----- Extracted records

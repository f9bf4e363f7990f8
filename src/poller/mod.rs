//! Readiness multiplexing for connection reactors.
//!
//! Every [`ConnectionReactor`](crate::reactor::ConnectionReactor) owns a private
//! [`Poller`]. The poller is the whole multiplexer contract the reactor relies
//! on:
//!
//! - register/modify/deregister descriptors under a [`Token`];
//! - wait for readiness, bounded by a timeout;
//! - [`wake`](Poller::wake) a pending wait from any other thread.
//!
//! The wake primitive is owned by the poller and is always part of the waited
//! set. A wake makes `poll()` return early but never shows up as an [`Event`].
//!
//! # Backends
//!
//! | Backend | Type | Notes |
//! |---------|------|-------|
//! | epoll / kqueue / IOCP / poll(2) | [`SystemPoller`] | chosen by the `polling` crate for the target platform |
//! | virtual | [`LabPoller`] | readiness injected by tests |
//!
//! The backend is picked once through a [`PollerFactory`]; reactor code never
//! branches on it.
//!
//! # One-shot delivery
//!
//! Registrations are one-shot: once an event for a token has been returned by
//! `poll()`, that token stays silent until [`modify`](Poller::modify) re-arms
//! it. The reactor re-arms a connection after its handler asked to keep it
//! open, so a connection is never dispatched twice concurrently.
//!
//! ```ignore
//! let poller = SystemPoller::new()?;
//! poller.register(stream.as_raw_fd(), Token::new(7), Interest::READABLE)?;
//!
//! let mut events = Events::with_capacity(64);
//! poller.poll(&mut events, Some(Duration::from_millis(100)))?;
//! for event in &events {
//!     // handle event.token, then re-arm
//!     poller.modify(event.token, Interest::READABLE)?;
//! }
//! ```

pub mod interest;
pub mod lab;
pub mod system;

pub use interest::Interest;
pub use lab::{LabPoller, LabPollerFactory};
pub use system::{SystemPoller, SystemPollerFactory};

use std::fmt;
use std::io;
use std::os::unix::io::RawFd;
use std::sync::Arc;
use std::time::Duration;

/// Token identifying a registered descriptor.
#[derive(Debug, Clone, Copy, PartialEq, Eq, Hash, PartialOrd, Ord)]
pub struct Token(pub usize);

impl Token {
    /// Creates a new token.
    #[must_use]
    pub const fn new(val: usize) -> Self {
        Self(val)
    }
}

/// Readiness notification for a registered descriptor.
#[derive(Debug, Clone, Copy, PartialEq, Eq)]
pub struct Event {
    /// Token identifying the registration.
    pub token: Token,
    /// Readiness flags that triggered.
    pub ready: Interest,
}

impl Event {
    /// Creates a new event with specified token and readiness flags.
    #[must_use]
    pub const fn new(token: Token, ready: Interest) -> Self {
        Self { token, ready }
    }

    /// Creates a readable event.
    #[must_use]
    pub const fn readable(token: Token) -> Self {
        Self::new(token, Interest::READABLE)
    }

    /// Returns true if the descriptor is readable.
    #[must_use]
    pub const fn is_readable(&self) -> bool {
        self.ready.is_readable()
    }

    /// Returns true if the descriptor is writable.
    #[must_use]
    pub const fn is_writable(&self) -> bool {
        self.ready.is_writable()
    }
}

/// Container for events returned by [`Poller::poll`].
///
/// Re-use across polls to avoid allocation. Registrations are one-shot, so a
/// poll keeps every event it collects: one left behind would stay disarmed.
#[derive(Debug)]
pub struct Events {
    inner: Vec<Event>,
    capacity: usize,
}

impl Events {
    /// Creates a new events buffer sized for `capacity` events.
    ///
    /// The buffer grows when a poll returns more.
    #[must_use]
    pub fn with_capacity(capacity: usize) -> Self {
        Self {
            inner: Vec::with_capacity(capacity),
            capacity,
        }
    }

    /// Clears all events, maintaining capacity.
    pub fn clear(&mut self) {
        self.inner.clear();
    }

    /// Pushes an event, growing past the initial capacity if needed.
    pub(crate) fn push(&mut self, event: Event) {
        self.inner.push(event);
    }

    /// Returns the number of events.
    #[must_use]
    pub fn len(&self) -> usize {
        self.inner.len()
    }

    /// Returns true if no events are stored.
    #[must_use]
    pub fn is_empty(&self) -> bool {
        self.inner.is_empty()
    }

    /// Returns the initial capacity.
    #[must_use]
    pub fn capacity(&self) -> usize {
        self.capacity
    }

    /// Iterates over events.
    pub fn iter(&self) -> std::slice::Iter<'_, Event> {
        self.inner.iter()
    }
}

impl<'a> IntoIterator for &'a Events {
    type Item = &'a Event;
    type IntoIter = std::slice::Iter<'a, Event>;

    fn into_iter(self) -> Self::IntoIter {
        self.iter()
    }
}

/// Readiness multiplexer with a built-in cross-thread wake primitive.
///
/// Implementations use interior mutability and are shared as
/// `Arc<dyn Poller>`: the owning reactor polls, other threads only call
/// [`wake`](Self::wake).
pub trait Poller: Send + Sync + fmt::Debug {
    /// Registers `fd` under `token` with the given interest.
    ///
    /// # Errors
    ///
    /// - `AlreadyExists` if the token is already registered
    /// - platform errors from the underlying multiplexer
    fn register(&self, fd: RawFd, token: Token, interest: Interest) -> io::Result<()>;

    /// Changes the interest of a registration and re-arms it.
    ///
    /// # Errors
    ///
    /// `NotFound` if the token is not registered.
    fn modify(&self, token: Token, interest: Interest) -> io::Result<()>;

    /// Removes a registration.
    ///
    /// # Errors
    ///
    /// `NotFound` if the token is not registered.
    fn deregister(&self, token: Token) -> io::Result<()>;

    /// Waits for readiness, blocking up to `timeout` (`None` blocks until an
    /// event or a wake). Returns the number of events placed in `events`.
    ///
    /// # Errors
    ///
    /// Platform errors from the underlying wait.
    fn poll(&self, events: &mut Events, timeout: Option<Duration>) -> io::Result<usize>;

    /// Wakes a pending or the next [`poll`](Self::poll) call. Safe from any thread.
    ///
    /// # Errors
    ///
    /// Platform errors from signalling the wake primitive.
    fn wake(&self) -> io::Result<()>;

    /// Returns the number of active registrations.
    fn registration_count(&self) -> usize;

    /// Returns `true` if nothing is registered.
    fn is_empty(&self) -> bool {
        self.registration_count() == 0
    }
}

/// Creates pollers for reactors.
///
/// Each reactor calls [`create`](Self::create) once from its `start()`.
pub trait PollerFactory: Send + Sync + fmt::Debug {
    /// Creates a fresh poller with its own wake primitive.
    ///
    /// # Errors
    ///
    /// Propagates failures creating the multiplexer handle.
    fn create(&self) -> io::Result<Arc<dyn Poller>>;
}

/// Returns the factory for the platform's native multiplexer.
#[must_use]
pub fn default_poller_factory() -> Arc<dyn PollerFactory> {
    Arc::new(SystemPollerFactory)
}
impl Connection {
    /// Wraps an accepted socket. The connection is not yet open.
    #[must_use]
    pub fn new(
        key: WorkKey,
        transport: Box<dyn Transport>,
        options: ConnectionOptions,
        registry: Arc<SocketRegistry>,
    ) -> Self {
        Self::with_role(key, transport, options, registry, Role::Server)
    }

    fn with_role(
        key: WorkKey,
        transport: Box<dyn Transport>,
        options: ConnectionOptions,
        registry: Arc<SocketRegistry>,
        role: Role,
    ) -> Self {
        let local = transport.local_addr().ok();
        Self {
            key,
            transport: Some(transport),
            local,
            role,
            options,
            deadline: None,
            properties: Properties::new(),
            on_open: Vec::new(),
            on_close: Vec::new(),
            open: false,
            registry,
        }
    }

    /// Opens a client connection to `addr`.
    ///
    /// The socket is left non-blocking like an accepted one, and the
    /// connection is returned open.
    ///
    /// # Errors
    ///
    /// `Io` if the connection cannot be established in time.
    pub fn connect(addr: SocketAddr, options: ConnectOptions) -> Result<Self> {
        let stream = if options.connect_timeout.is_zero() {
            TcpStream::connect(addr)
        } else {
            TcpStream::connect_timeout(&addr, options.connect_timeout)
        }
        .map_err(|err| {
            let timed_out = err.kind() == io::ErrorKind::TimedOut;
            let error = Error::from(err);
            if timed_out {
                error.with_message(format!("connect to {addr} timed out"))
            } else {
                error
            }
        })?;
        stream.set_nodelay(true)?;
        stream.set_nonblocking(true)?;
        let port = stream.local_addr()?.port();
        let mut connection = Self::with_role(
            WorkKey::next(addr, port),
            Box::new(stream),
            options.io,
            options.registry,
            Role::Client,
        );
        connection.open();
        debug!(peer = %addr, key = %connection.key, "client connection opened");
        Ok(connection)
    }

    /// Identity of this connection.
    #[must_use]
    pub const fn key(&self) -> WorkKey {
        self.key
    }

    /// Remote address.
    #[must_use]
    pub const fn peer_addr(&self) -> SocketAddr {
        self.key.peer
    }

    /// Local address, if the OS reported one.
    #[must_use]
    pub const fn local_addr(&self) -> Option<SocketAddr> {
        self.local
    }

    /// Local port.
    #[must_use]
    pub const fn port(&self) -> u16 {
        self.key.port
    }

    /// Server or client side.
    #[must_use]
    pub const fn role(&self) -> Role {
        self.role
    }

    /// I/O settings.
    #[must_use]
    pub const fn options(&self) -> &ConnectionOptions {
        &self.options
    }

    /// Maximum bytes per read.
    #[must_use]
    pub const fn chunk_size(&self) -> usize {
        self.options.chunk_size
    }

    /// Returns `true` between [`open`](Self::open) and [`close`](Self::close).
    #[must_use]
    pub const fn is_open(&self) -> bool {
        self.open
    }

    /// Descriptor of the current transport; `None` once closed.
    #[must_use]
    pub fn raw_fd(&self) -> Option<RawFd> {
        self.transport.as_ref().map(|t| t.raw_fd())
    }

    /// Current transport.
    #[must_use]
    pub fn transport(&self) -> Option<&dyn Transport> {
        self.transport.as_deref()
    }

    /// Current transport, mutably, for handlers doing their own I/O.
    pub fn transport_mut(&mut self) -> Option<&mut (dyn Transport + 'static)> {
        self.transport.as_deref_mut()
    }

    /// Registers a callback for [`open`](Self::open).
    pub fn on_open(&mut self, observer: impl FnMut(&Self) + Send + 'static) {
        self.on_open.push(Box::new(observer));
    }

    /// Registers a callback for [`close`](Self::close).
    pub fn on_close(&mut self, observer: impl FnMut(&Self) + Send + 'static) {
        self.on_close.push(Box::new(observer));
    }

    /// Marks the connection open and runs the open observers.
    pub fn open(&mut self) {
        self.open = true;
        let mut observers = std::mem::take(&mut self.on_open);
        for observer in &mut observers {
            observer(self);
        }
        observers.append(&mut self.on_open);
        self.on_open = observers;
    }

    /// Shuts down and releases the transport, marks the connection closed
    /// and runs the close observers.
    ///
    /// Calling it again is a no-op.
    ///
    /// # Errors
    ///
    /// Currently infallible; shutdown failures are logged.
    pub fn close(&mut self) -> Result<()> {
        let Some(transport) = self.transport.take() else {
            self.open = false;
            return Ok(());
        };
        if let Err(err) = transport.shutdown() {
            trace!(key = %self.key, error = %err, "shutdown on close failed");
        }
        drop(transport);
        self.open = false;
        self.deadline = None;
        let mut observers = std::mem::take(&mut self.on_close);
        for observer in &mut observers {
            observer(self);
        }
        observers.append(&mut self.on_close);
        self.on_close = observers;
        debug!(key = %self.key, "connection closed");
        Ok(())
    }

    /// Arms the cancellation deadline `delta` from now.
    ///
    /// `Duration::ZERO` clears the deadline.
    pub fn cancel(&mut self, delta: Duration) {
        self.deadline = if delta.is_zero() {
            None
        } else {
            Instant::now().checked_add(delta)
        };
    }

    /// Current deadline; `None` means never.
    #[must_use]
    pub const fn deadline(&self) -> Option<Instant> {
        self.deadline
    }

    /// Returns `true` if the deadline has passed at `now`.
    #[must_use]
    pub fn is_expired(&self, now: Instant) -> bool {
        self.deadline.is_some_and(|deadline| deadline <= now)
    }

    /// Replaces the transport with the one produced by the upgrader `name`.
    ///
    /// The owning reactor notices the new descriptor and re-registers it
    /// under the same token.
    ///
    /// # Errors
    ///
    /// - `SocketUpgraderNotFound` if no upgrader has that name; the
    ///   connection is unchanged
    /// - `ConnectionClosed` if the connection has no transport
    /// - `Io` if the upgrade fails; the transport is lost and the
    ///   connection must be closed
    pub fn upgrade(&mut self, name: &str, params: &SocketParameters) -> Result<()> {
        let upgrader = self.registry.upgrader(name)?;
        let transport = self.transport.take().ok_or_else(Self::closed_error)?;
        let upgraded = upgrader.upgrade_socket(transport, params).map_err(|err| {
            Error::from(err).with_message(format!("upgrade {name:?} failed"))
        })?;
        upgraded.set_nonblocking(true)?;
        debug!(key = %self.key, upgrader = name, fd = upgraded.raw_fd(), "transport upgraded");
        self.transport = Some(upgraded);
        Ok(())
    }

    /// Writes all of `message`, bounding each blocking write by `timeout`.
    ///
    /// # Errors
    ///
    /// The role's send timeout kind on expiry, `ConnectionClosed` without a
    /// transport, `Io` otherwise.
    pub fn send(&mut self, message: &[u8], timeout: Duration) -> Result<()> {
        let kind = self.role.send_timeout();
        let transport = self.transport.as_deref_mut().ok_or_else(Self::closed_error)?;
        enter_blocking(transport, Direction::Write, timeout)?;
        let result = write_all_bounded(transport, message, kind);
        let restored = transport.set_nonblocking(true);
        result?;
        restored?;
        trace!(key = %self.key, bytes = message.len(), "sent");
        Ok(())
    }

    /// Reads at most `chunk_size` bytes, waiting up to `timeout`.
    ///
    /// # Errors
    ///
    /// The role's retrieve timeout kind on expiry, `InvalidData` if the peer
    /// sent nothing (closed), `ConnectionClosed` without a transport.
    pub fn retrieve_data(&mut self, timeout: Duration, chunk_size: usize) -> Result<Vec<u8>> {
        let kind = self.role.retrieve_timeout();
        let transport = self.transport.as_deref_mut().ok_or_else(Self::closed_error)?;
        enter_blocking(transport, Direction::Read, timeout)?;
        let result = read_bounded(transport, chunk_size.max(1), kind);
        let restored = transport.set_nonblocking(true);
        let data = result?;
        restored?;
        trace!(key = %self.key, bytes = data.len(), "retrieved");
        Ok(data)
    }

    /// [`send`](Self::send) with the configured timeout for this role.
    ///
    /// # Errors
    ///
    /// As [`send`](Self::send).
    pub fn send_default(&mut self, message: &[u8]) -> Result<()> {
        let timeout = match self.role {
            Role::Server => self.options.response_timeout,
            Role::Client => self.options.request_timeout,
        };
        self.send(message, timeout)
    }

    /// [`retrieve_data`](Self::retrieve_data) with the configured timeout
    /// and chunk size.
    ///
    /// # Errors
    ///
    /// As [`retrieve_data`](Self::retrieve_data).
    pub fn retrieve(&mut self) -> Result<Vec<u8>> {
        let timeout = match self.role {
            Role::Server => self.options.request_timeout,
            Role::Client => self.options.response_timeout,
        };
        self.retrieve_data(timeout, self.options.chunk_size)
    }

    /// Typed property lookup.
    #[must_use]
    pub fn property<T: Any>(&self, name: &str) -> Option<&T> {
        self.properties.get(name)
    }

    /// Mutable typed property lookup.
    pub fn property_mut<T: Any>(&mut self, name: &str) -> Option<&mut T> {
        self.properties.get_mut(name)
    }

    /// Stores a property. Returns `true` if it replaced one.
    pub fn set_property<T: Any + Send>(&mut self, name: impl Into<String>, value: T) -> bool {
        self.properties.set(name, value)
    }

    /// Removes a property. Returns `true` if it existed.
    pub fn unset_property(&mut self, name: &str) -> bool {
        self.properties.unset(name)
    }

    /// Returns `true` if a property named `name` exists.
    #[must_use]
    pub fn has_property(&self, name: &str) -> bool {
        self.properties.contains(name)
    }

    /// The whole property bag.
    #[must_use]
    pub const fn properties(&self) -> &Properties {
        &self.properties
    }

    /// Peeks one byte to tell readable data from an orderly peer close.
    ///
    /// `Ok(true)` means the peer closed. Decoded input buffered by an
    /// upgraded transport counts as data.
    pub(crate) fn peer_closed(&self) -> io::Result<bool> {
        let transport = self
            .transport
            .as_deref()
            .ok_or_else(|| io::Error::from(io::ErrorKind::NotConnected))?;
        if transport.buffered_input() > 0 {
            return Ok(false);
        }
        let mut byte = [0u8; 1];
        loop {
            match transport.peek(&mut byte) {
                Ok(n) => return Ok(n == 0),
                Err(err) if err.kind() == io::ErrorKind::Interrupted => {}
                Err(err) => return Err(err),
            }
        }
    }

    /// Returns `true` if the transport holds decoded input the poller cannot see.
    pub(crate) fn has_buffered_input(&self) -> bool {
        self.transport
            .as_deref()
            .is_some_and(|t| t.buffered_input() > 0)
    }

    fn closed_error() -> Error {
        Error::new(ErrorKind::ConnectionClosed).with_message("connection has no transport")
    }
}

----------

Task objective:
From the listing above, copy every line where the string "bytes" is found.

Task answer:
    /// Maximum bytes per read.
        trace!(key = %self.key, bytes = message.len(), "sent");
    /// Reads at most `chunk_size` bytes, waiting up to `timeout`.
        trace!(key = %self.key, bytes = data.len(), "retrieved");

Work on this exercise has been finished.